Throughout its three years, Community Harvest has connected with a range of donors including small- to medium-sized independent farmers who sell to local markets, backyard producers, plant-a-row gardeners, farmers market vendors, and a handful of large scale orchardists. Establishing a large and varied donor base provides the program with a steadier stream of gleaning opportunities.
To expand Community Harvest’s donor base at the Farmer’s Market, the Gleaning Coordinator approaches all vendors at the beginning of market season to explain the Community Harvest project including its benefits and process, and gauge their interest. If a vendor indicates interest in participating, Community Harvest volunteers visit them at the end of each market.
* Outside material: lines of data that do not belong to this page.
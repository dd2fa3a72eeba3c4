// Copyright (c) 2024-2025 DeepGraph Inc.
// SPDX-License-Identifier: Apache-2.0
//
//! Scripted in-memory driver recording every interaction

use async_trait::async_trait;
use graphgate::{
    AccessMode, BookmarkSet, DatabaseDriver, DatabaseSession, DriverError, EditionCapability,
    ManagedTransaction, Notification, Record, ResultSummary, RowBatch, RowCursor, SessionConfig,
    Statement, SummaryCounters,
};
use parking_lot::Mutex;
use serde_json::Value;
use std::collections::{HashMap, VecDeque};
use std::sync::atomic::{AtomicUsize, Ordering};
use std::sync::Arc;
use std::time::Duration;

/// Behavior of the driver for one statement text
#[derive(Debug, Clone, Default)]
pub struct Script {
    pub columns: Vec<String>,
    pub rows: Vec<Vec<Value>>,
    pub run_error: Option<DriverError>,
    pub pull_error_after: Option<(usize, DriverError)>,
    pub commit_error: Option<DriverError>,
    pub counters: SummaryCounters,
    pub notifications: Vec<Notification>,
    pub delay: Option<Duration>,
    pub bookmark: Option<String>,
}

impl Script {
    pub fn rows(columns: &[&str], rows: Vec<Vec<Value>>) -> Self {
        Self {
            columns: columns.iter().map(|c| c.to_string()).collect(),
            rows,
            ..Self::default()
        }
    }

    /// Single column `i` holding 0..count
    pub fn counting(count: usize) -> Self {
        Self::rows(&["i"], (0..count).map(|i| vec![Value::from(i)]).collect())
    }

    pub fn failing(code: &str, message: &str) -> Self {
        Self {
            run_error: Some(DriverError::Database {
                code: code.to_string(),
                message: message.to_string(),
            }),
            ..Self::default()
        }
    }

    pub fn failing_after(mut self, rows: usize, error: DriverError) -> Self {
        self.pull_error_after = Some((rows, error));
        self
    }

    pub fn failing_commit(mut self, error: DriverError) -> Self {
        self.commit_error = Some(error);
        self
    }

    pub fn with_counters(mut self, counters: SummaryCounters) -> Self {
        self.counters = counters;
        self
    }

    pub fn with_notification(mut self, code: &str) -> Self {
        self.notifications.push(notification(code));
        self
    }

    pub fn with_delay(mut self, millis: u64) -> Self {
        self.delay = Some(Duration::from_millis(millis));
        self
    }

    pub fn with_bookmark(mut self, bookmark: &str) -> Self {
        self.bookmark = Some(bookmark.to_string());
        self
    }
}

pub fn notification(code: &str) -> Notification {
    Notification {
        code: code.to_string(),
        title: format!("{} title", code),
        description: format!("{} description", code),
        severity: "WARNING".to_string(),
        position: None,
    }
}

/// Something the proxy asked the driver to do
#[derive(Debug, Clone, PartialEq)]
pub enum Event {
    SessionOpened(SessionConfig),
    Run { text: String, in_transaction: bool },
    Begin(AccessMode),
    Commit,
    Rollback,
    Pull(usize),
    Consume { text: String },
    SessionClosed,
}

#[derive(Debug, Clone, PartialEq)]
pub struct Recorded {
    pub session: usize,
    pub event: Event,
}

#[derive(Default)]
struct MockState {
    scripts: Mutex<HashMap<String, Script>>,
    events: Mutex<Vec<Recorded>>,
    fail_open: Mutex<Option<(AccessMode, DriverError)>>,
    next_session: AtomicUsize,
    active_sessions: AtomicUsize,
    max_active_sessions: AtomicUsize,
}

impl MockState {
    fn record(&self, session: usize, event: Event) {
        self.events.lock().push(Recorded { session, event });
    }

    fn script(&self, text: &str) -> Script {
        self.scripts.lock().get(text).cloned().unwrap_or_default()
    }
}

/// Driver whose statements follow registered scripts
#[derive(Clone, Default)]
pub struct MockDriver {
    state: Arc<MockState>,
}

impl MockDriver {
    pub fn new() -> Self {
        Self::default()
    }

    /// Script the statement with the given (trimmed) text
    pub fn script(&self, text: &str, script: Script) -> &Self {
        self.state.scripts.lock().insert(text.to_string(), script);
        self
    }

    /// Refuse sessions opened with the given access mode
    pub fn fail_open_for(&self, mode: AccessMode, error: DriverError) {
        *self.state.fail_open.lock() = Some((mode, error));
    }

    pub fn events(&self) -> Vec<Recorded> {
        self.state.events.lock().clone()
    }

    pub fn events_for_session(&self, session: usize) -> Vec<Event> {
        self.events()
            .into_iter()
            .filter(|recorded| recorded.session == session)
            .map(|recorded| recorded.event)
            .collect()
    }

    /// Session that ran the statement with the given text
    pub fn session_for(&self, text: &str) -> Option<usize> {
        self.events().into_iter().find_map(|recorded| match recorded.event {
            Event::Run { text: ran, .. } if ran == text => Some(recorded.session),
            _ => None,
        })
    }

    /// Configuration of the session that ran the given statement
    pub fn config_for(&self, text: &str) -> Option<SessionConfig> {
        let session = self.session_for(text)?;
        self.events_for_session(session)
            .into_iter()
            .find_map(|event| match event {
                Event::SessionOpened(config) => Some(config),
                _ => None,
            })
    }

    pub fn opened_sessions(&self) -> Vec<SessionConfig> {
        self.events()
            .into_iter()
            .filter_map(|recorded| match recorded.event {
                Event::SessionOpened(config) => Some(config),
                _ => None,
            })
            .collect()
    }

    pub fn count(&self, predicate: impl Fn(&Event) -> bool) -> usize {
        self.events()
            .iter()
            .filter(|recorded| predicate(&recorded.event))
            .count()
    }

    pub fn pulls(&self) -> Vec<usize> {
        self.events()
            .into_iter()
            .filter_map(|recorded| match recorded.event {
                Event::Pull(n) => Some(n),
                _ => None,
            })
            .collect()
    }

    /// Statement texts in the order their results were consumed
    pub fn consumed(&self) -> Vec<String> {
        self.events()
            .into_iter()
            .filter_map(|recorded| match recorded.event {
                Event::Consume { text } => Some(text),
                _ => None,
            })
            .collect()
    }

    /// Sessions opened but not yet closed
    pub fn open_sessions(&self) -> usize {
        self.state.active_sessions.load(Ordering::SeqCst)
    }

    pub fn max_concurrent_sessions(&self) -> usize {
        self.state.max_active_sessions.load(Ordering::SeqCst)
    }
}

#[async_trait]
impl DatabaseDriver for MockDriver {
    async fn open_session(
        &self,
        config: SessionConfig,
    ) -> Result<Box<dyn DatabaseSession>, DriverError> {
        if let Some((mode, error)) = self.state.fail_open.lock().clone() {
            if mode == config.default_access_mode {
                return Err(error);
            }
        }

        let id = self.state.next_session.fetch_add(1, Ordering::SeqCst);
        let active = self.state.active_sessions.fetch_add(1, Ordering::SeqCst) + 1;
        self.state
            .max_active_sessions
            .fetch_max(active, Ordering::SeqCst);
        self.state.record(id, Event::SessionOpened(config.clone()));

        Ok(Box::new(MockSession {
            id,
            state: self.state.clone(),
            last_bookmarks: Arc::new(Mutex::new(config.bookmarks.clone())),
            closed: false,
        }))
    }
}

struct MockSession {
    id: usize,
    state: Arc<MockState>,
    last_bookmarks: Arc<Mutex<BookmarkSet>>,
    closed: bool,
}

async fn open_cursor(
    session: usize,
    state: &Arc<MockState>,
    last_bookmarks: &Arc<Mutex<BookmarkSet>>,
    statement: &Statement,
    in_transaction: bool,
) -> Result<(MockCursor, Script), DriverError> {
    state.record(
        session,
        Event::Run {
            text: statement.text.clone(),
            in_transaction,
        },
    );

    let script = state.script(&statement.text);
    if let Some(delay) = script.delay {
        tokio::time::sleep(delay).await;
    }
    if let Some(error) = &script.run_error {
        return Err(error.clone());
    }

    let keys: Arc<[String]> = script.columns.clone().into();
    let cursor = MockCursor {
        session,
        state: state.clone(),
        text: statement.text.clone(),
        rows: script
            .rows
            .iter()
            .map(|values| Record::new(keys.clone(), values.clone()))
            .collect(),
        keys,
        delivered: 0,
        pull_error_after: script.pull_error_after.clone(),
        summary: ResultSummary {
            counters: script.counters.clone(),
            notifications: script.notifications.clone(),
        },
        bookmark: script.bookmark.clone(),
        last_bookmarks: last_bookmarks.clone(),
    };
    Ok((cursor, script))
}

#[async_trait]
impl DatabaseSession for MockSession {
    async fn run(&mut self, statement: &Statement) -> Result<Box<dyn RowCursor>, DriverError> {
        let (cursor, _) =
            open_cursor(self.id, &self.state, &self.last_bookmarks, statement, false).await?;
        Ok(Box::new(cursor))
    }

    async fn begin_transaction(
        &mut self,
        mode: AccessMode,
    ) -> Result<Box<dyn ManagedTransaction>, DriverError> {
        self.state.record(self.id, Event::Begin(mode));
        Ok(Box::new(MockTransaction {
            session: self.id,
            state: self.state.clone(),
            last_bookmarks: self.last_bookmarks.clone(),
            commit_error: None,
        }))
    }

    fn last_bookmarks(&self) -> BookmarkSet {
        self.last_bookmarks.lock().clone()
    }

    async fn close(&mut self) -> Result<(), DriverError> {
        if !self.closed {
            self.closed = true;
            self.state.active_sessions.fetch_sub(1, Ordering::SeqCst);
            self.state.record(self.id, Event::SessionClosed);
        }
        Ok(())
    }
}

struct MockTransaction {
    session: usize,
    state: Arc<MockState>,
    last_bookmarks: Arc<Mutex<BookmarkSet>>,
    commit_error: Option<DriverError>,
}

#[async_trait]
impl ManagedTransaction for MockTransaction {
    async fn run(&mut self, statement: &Statement) -> Result<Box<dyn RowCursor>, DriverError> {
        let (cursor, script) =
            open_cursor(self.session, &self.state, &self.last_bookmarks, statement, true).await?;
        self.commit_error = script.commit_error;
        Ok(Box::new(cursor))
    }

    async fn commit(self: Box<Self>) -> Result<(), DriverError> {
        self.state.record(self.session, Event::Commit);
        match self.commit_error {
            Some(error) => Err(error),
            None => Ok(()),
        }
    }

    async fn rollback(self: Box<Self>) -> Result<(), DriverError> {
        self.state.record(self.session, Event::Rollback);
        Ok(())
    }
}

struct MockCursor {
    session: usize,
    state: Arc<MockState>,
    text: String,
    keys: Arc<[String]>,
    rows: VecDeque<Record>,
    delivered: usize,
    pull_error_after: Option<(usize, DriverError)>,
    summary: ResultSummary,
    bookmark: Option<String>,
    last_bookmarks: Arc<Mutex<BookmarkSet>>,
}

#[async_trait]
impl RowCursor for MockCursor {
    fn keys(&self) -> Vec<String> {
        self.keys.to_vec()
    }

    async fn pull(&mut self, n: usize) -> Result<RowBatch, DriverError> {
        self.state.record(self.session, Event::Pull(n));

        let mut limit = n;
        if let Some((after, error)) = &self.pull_error_after {
            if self.delivered >= *after || self.rows.is_empty() {
                return Err(error.clone());
            }
            limit = limit.min(after - self.delivered);
        }

        let take = limit.min(self.rows.len());
        let records: Vec<Record> = self.rows.drain(..take).collect();
        self.delivered += records.len();

        Ok(RowBatch {
            records,
            has_more: !self.rows.is_empty() || self.pull_error_after.is_some(),
        })
    }

    async fn consume(&mut self) -> Result<ResultSummary, DriverError> {
        self.state.record(
            self.session,
            Event::Consume {
                text: self.text.clone(),
            },
        );
        self.rows.clear();
        if let Some(bookmark) = self.bookmark.take() {
            *self.last_bookmarks.lock() = std::iter::once(bookmark).collect();
        }
        Ok(self.summary.clone())
    }
}

/// Edition capability with a fixed answer
pub struct MockEdition {
    supports_impersonation: bool,
    fail: bool,
    probes: AtomicUsize,
}

impl MockEdition {
    pub fn enterprise() -> Self {
        Self {
            supports_impersonation: true,
            fail: false,
            probes: AtomicUsize::new(0),
        }
    }

    pub fn community() -> Self {
        Self {
            supports_impersonation: false,
            fail: false,
            probes: AtomicUsize::new(0),
        }
    }

    pub fn unreachable() -> Self {
        Self {
            supports_impersonation: false,
            fail: true,
            probes: AtomicUsize::new(0),
        }
    }

    pub fn probes(&self) -> usize {
        self.probes.load(Ordering::SeqCst)
    }
}

#[async_trait]
impl EditionCapability for MockEdition {
    async fn supports_impersonation(&self) -> Result<bool, DriverError> {
        self.probes.fetch_add(1, Ordering::SeqCst);
        if self.fail {
            return Err(DriverError::ServiceUnavailable(
                "no routing servers available".to_string(),
            ));
        }
        Ok(self.supports_impersonation)
    }
}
To recruit more donor farms, word-of-mouth continues to be most successful. Networking with farmer’s market managers and community contacts with connections to farms and orchards has also been successful. Creating general awareness about the project also helped connect with donor farms. For instance, an article in the local newspaper resulted in several calls by prospective donors. After experiencing success with Craigslist ads for volunteer recruitment, a posting under the Farm & Garden section asking for backyard fruit trees to harvest yielded responses for gleaning opportunities.
During winter, the Gleaning Coordinator schedules visits to regular donor farms to review how gleaning worked the previous year, as well as gain an understanding of what the grower may be willing to donate during the upcoming season. Throughout the year, Community Harvest sends out a monthly (or weekly in the height of the harvest season) newsletter sharing the successes and continued activities of the program. This newsletter goes out to past or potential donors who expressed an interest in the program as a way of keeping the program on their radar. Additionally, during the summer, the Gleaning Coordinator or Community Harvest volunteers, will touch base with vendors and farmers at the weekly farmers market where Community Harvest has a regular booth. Most important, however, the Gleaning Coordinator maintains a spreadsheet of donor contacts complete with the type of crop potentially available for gleaning, how best to contact the donor, and the nature of the donor’s relationship with Community Harvest. When a particular crop is likely available for gleaning, the Gleaning Coordinator calls or emails (depending on the donor’s preference) the prospective donor to see if any gleaning opportunities are available.
When a donor presents Community Harvest with a gleaning opportunity, the coordinator maintains clear and consistent communication with the donor. The specifics of the donation, where and how the donor is comfortable with volunteers interacting with the their property, where volunteers should park, whether bathrooms will be available, how long and how many people will it take to harvest, and how the donor wants the produce harvested are all important questions to be considered in advance of an event. In particular, when discussing length of harvest, remember donors likely have professional pickers in mind when they calculate the amount of time needed to harvest a crop. As an off-hand rule, volunteer pickers can generally pick half of what a professional picker can harvest in the same length of time.
At the glean the donor is always invited to speak to volunteers when they arrive on site, and/or give harvesting instructions at the beginning of the event, while respecting that the donor may be busy with other work or ready to head home from the field. Introducing the grower and even doing informal farm tours can be an excellent opportunity to build volunteer-donor relationships.
After each glean event, the Community Harvest Gleaning Coordinator sends a thank-you note to the donor with an enclosed donation receipt. Donors also receive a thank you note at the conclusion of the season. Donor farms and orchards are recognized on the Community Harvest Website, in Facebook posts and newsletters, including links to farm webpage and Facebook when they exist. At the end of the year, all donors are invited to the End of Season Celebration for volunteer and donor appreciation. At this event donors are recognized for their donations to the program.
Community Harvest is a project of Upper Valley MEND (Meeting Each Need with Dignity). UV MEND is a human services non-profit committed to meeting community needs of hunger, housing, and healthcare in the Cascade School District. MEND has six main programs including the Community Cupboard, a food bank and thrift store. Community Harvest began as a program of Community Farm Connection in Wenatchee in 2011. In 2014, Community Harvest worked to expand connections in Leavenworth and the Upper Valley area, while maintaining previously established programs down valley as well.